Exercise objective >> Please output the data exactly, without omitting anything.
(Given records)
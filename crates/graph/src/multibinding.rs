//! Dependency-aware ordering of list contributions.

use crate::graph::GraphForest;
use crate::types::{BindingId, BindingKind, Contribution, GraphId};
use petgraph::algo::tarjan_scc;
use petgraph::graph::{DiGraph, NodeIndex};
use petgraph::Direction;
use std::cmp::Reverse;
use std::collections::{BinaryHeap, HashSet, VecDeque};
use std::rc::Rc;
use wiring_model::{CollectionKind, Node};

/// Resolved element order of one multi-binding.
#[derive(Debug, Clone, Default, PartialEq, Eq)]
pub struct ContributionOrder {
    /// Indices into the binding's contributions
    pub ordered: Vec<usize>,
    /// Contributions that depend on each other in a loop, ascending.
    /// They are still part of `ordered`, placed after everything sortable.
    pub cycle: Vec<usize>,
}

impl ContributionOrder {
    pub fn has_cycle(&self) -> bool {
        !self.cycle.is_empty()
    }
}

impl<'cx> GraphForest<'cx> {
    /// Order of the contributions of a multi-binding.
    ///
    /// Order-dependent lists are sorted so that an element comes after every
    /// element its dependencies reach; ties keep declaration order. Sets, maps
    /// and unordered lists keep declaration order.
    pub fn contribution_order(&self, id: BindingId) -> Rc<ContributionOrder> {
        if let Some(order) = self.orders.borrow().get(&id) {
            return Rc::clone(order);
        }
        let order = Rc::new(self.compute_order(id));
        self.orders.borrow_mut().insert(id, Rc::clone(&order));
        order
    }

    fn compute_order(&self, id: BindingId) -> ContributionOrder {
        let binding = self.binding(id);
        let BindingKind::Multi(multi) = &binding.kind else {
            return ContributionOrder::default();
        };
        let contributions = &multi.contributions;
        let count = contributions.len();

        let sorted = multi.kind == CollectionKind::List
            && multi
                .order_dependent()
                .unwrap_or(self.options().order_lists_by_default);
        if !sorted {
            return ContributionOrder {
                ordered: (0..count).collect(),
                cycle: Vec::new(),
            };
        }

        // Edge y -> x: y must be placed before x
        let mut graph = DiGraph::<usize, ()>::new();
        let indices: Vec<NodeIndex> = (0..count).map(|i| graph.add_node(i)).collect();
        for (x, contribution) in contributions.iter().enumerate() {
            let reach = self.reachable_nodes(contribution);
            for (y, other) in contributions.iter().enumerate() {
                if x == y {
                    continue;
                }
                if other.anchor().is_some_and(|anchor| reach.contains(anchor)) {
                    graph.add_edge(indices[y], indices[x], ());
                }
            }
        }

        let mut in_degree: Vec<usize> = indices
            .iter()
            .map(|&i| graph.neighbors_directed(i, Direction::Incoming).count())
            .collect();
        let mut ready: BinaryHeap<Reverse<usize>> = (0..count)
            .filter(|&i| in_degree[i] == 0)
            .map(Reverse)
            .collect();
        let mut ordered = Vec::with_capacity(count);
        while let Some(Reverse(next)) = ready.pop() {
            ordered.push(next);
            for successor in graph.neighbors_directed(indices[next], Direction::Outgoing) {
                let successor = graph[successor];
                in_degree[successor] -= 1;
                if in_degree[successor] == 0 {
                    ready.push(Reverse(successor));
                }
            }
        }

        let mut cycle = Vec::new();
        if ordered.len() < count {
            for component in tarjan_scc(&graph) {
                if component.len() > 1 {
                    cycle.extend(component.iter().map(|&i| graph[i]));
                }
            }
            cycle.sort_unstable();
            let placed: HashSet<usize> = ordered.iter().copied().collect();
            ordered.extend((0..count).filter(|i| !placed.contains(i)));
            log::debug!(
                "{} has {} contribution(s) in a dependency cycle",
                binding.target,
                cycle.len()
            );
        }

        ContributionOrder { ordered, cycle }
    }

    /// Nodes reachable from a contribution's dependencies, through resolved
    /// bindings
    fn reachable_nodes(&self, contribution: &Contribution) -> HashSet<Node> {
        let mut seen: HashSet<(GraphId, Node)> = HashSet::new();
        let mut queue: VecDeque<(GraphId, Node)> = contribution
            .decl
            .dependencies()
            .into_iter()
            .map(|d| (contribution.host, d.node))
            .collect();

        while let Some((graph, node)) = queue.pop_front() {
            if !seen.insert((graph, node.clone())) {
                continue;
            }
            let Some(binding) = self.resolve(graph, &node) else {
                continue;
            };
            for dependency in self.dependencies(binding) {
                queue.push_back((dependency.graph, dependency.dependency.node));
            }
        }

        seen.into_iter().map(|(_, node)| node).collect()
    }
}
(End Given records)
Result of this task >>
filename crates/graph/src/multibinding.rs
//! Dependency-aware ordering of list contributions.

use crate::graph::GraphForest;
use crate::types::{BindingId, BindingKind, Contribution, GraphId};
use petgraph::algo::tarjan_scc;
use petgraph::graph::{DiGraph, NodeIndex};
use petgraph::Direction;
use std::cmp::Reverse;
use std::collections::{BinaryHeap, HashSet, VecDeque};
use std::rc::Rc;
use wiring_model::{CollectionKind, Node};

/// Resolved element order of one multi-binding.
#[derive(Debug, Clone, Default, PartialEq, Eq)]
pub struct ContributionOrder {
    /// Indices into the binding's contributions
    pub ordered: Vec<usize>,
    /// Contributions that depend on each other in a loop, ascending.
    /// They are still part of `ordered`, placed after everything sortable.
    pub cycle: Vec<usize>,
}

impl ContributionOrder {
    pub fn has_cycle(&self) -> bool {
        !self.cycle.is_empty()
    }
}

impl<'cx> GraphForest<'cx> {
    /// Order of the contributions of a multi-binding.
    ///
    /// Order-dependent lists are sorted so that an element comes after every
    /// element its dependencies reach; ties keep declaration order. Sets, maps
    /// and unordered lists keep declaration order.
    pub fn contribution_order(&self, id: BindingId) -> Rc<ContributionOrder> {
        if let Some(order) = self.orders.borrow().get(&id) {
            return Rc::clone(order);
        }
        let order = Rc::new(self.compute_order(id));
        self.orders.borrow_mut().insert(id, Rc::clone(&order));
        order
    }

    fn compute_order(&self, id: BindingId) -> ContributionOrder {
        let binding = self.binding(id);
        let BindingKind::Multi(multi) = &binding.kind else {
            return ContributionOrder::default();
        };
        let contributions = &multi.contributions;
        let count = contributions.len();

        let sorted = multi.kind == CollectionKind::List
            && multi
                .order_dependent()
                .unwrap_or(self.options().order_lists_by_default);
        if !sorted {
            return ContributionOrder {
                ordered: (0..count).collect(),
                cycle: Vec::new(),
            };
        }

        // Edge y -> x: y must be placed before x
        let mut graph = DiGraph::<usize, ()>::new();
        let indices: Vec<NodeIndex> = (0..count).map(|i| graph.add_node(i)).collect();
        for (x, contribution) in contributions.iter().enumerate() {
            let reach = self.reachable_nodes(contribution);
            for (y, other) in contributions.iter().enumerate() {
                if x == y {
                    continue;
                }
                if other.anchor().is_some_and(|anchor| reach.contains(anchor)) {
                    graph.add_edge(indices[y], indices[x], ());
                }
            }
        }

        let mut in_degree: Vec<usize> = indices
            .iter()
            .map(|&i| graph.neighbors_directed(i, Direction::Incoming).count())
            .collect();
        let mut ready: BinaryHeap<Reverse<usize>> = (0..count)
            .filter(|&i| in_degree[i] == 0)
            .map(Reverse)
            .collect();
        let mut ordered = Vec::with_capacity(count);
        while let Some(Reverse(next)) = ready.pop() {
            ordered.push(next);
            for successor in graph.neighbors_directed(indices[next], Direction::Outgoing) {
                let successor = graph[successor];
                in_degree[successor] -= 1;
                if in_degree[successor] == 0 {
                    ready.push(Reverse(successor));
                }
            }
        }

        let mut cycle = Vec::new();
        if ordered.len() < count {
            for component in tarjan_scc(&graph) {
                if component.len() > 1 {
                    cycle.extend(component.iter().map(|&i| graph[i]));
                }
            }
            cycle.sort_unstable();
            let placed: HashSet<usize> = ordered.iter().copied().collect();
            ordered.extend((0..count).filter(|i| !placed.contains(i)));
            log::debug!(
                "{} has {} contribution(s) in a dependency cycle",
                binding.target,
                cycle.len()
            );
        }

        ContributionOrder { ordered, cycle }
    }

    /// Nodes reachable from a contribution's dependencies, through resolved
    /// bindings
    fn reachable_nodes(&self, contribution: &Contribution) -> HashSet<Node> {
        let mut seen: HashSet<(GraphId, Node)> = HashSet::new();
        let mut queue: VecDeque<(GraphId, Node)> = contribution
            .decl
            .dependencies()
            .into_iter()
            .map(|d| (contribution.host, d.node))
            .collect();

        while let Some((graph, node)) = queue.pop_front() {
            if !seen.insert((graph, node.clone())) {
                continue;
            }
            let Some(binding) = self.resolve(graph, &node) else {
                continue;
            };
            for dependency in self.dependencies(binding) {
                queue.push_back((dependency.graph, dependency.dependency.node));
            }
        }

        seen.into_iter().map(|(_, node)| node).collect()
    }
}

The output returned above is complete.